Docker Community Forums

Share and learn in the Docker community.

DNS issues with local resolver and containers on the same host

This particular issue might have been asked before in one or another form - actually I’m not quite sure, so I’ll just open a discussion here.

I am running a (real) small stack of two Raspberry Pi hosts (assume names “A” and “B”) with Hypriot OS and Docker 20.10.1. Host “A” operates a recursive DNS resolver as a Docker Compose stack attached to a custom bridged network, publishing / mapping port 53 (UDP). The host IP is announced to my local network by my internet router as DNS.

Other containers running on the same host “A” attached to other custom bridged networks are not able to communicate with the containerized DNS resolver, or else: they cannot resolve any domain name. Docker debug logs show information as follows:

Dec 26 14:56:41 A dockerd[22481]: time="2020-12-26T14:56:41.054599831+01:00" level=debug msg="Name To resolve: heise.de."
Dec 26 14:56:41 A dockerd[22481]: time="2020-12-26T14:56:41.055160347+01:00" level=debug msg="[resolver] query heise.de. (A) from 172.29.0.4:58117, forwarding to udp:192.168.178.46"
Dec 26 14:56:45 A dockerd[22481]: time="2020-12-26T14:56:45.055511318+01:00" level=debug msg="[resolver] read from DNS server failed, read udp 172.29.0.4:58117->192.168.178.46:53: i/o timeout"

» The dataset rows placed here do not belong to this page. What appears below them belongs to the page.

use serde::{Deserialize, Serialize};

/// Derived relationship strength between two patterns. Recomputed on demand,
/// never required to be persisted.
#[derive(Debug, Clone, Serialize, Deserialize)]
pub struct Correlation {
    pub pattern_a: String,
    pub pattern_b: String,
    /// Weighted blend of the three metrics, in [0, 1].
    pub score: f64,
    pub details: CorrelationDetails,
    pub kind: CorrelationKind,
}

/// The three raw metrics behind a correlation score.
#[derive(Debug, Clone, Copy, Serialize, Deserialize)]
pub struct CorrelationDetails {
    /// Fraction of matching context keys. Symmetric.
    pub context_similarity: f64,
    /// Positive-feedback events landing within an hour of each other.
    pub co_occurrence: f64,
    /// A-then-B sequences within ten minutes. Asymmetric by design.
    pub timing_correlation: f64,
}

/// Classification of a pattern pair.
#[derive(Debug, Clone, Copy, PartialEq, Eq, Serialize, Deserialize)]
#[serde(rename_all = "snake_case")]
pub enum CorrelationKind {
    /// Same surroundings: high context similarity.
    Contextual,
    /// Applied one after the other.
    Sequential,
    /// Often accepted together.
    Complementary,
    /// Below every stronger classification.
    Weak,
}
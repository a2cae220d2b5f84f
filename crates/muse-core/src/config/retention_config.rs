use serde::{Deserialize, Serialize};

use super::defaults;

/// Retention cleanup configuration. Patterns below `max_confidence` that
/// have not been seen for `max_idle_days` are removed.
#[derive(Debug, Clone, Serialize, Deserialize)]
#[serde(default)]
pub struct RetentionConfig {
    pub max_confidence: f64,
    pub max_idle_days: i64,
}

impl Default for RetentionConfig {
    fn default() -> Self {
        Self {
            max_confidence: defaults::DEFAULT_RETENTION_MAX_CONFIDENCE,
            max_idle_days: defaults::DEFAULT_RETENTION_DAYS,
        }
    }
}
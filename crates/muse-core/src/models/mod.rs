pub mod calibration;
pub mod confidence;
pub mod correlation;
pub mod feedback;
pub mod pattern;
pub mod preference;
pub mod suggestion;

pub use calibration::{CalibrationBin, CalibrationReport};
pub use confidence::Confidence;
pub use correlation::{Correlation, CorrelationDetails, CorrelationKind};
pub use feedback::{Feedback, FeedbackAction, InteractionRecord};
pub use pattern::{Enhancement, Pattern, PatternContext, PatternMetadata};
pub use preference::{PreferenceProfile, PreferenceScore};
pub use suggestion::{RelatedPattern, Suggestion, SuggestionAction};
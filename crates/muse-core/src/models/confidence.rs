use serde::{Deserialize, Serialize};
use std::fmt;

/// Confidence score clamped to [0.0, 1.0].
/// Estimates how likely a suggestion derived from a pattern is to be accepted.
#[derive(Debug, Clone, Copy, PartialEq, PartialOrd, Serialize, Deserialize)]
pub struct Confidence(f64);

impl Confidence {
    /// Neutral prior assigned to freshly extracted patterns.
    pub const NEUTRAL: f64 = 0.5;
    /// Hard floor. Confidence never collapses to zero, leaving room for recovery.
    pub const FLOOR: f64 = 0.1;

    /// Create a new Confidence, clamping to [0.0, 1.0].
    pub fn new(value: f64) -> Self {
        Self(value.clamp(0.0, 1.0))
    }

    /// Create a Confidence clamped to [FLOOR, 1.0], the range of fully
    /// computed scores.
    pub fn floored(value: f64) -> Self {
        Self(value.clamp(Self::FLOOR, 1.0))
    }

    /// Get the raw f64 value.
    pub fn value(self) -> f64 {
        self.0
    }

    /// Check whether the score sits at the recovery floor.
    pub fn is_floor(self) -> bool {
        self.0 <= Self::FLOOR
    }
}

impl Default for Confidence {
    fn default() -> Self {
        Self(Self::NEUTRAL)
    }
}

impl fmt::Display for Confidence {
    fn fmt(&self, f: &mut fmt::Formatter<'_>) -> fmt::Result {
        write!(f, "{:.3}", self.0)
    }
}

impl From<f64> for Confidence {
    fn from(value: f64) -> Self {
        Self::new(value)
    }
}

impl From<Confidence> for f64 {
    fn from(c: Confidence) -> Self {
        c.0
    }
}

Containers on host “B” however have no issue at all resolving domain names, everything works as expected.

Any insights in what is actually going on here would be helpful…

1 Like

Hi!

Same problem here (all other hosts resolve properly, DNS server communicated via DHCP router, etc.). I saw that the requests go to the DNS server, but the response can’t get back and I get the same error as you. Thought the problem could be somewhere in iptables, but I hadn’t find a solution nor I’m expert in iptables.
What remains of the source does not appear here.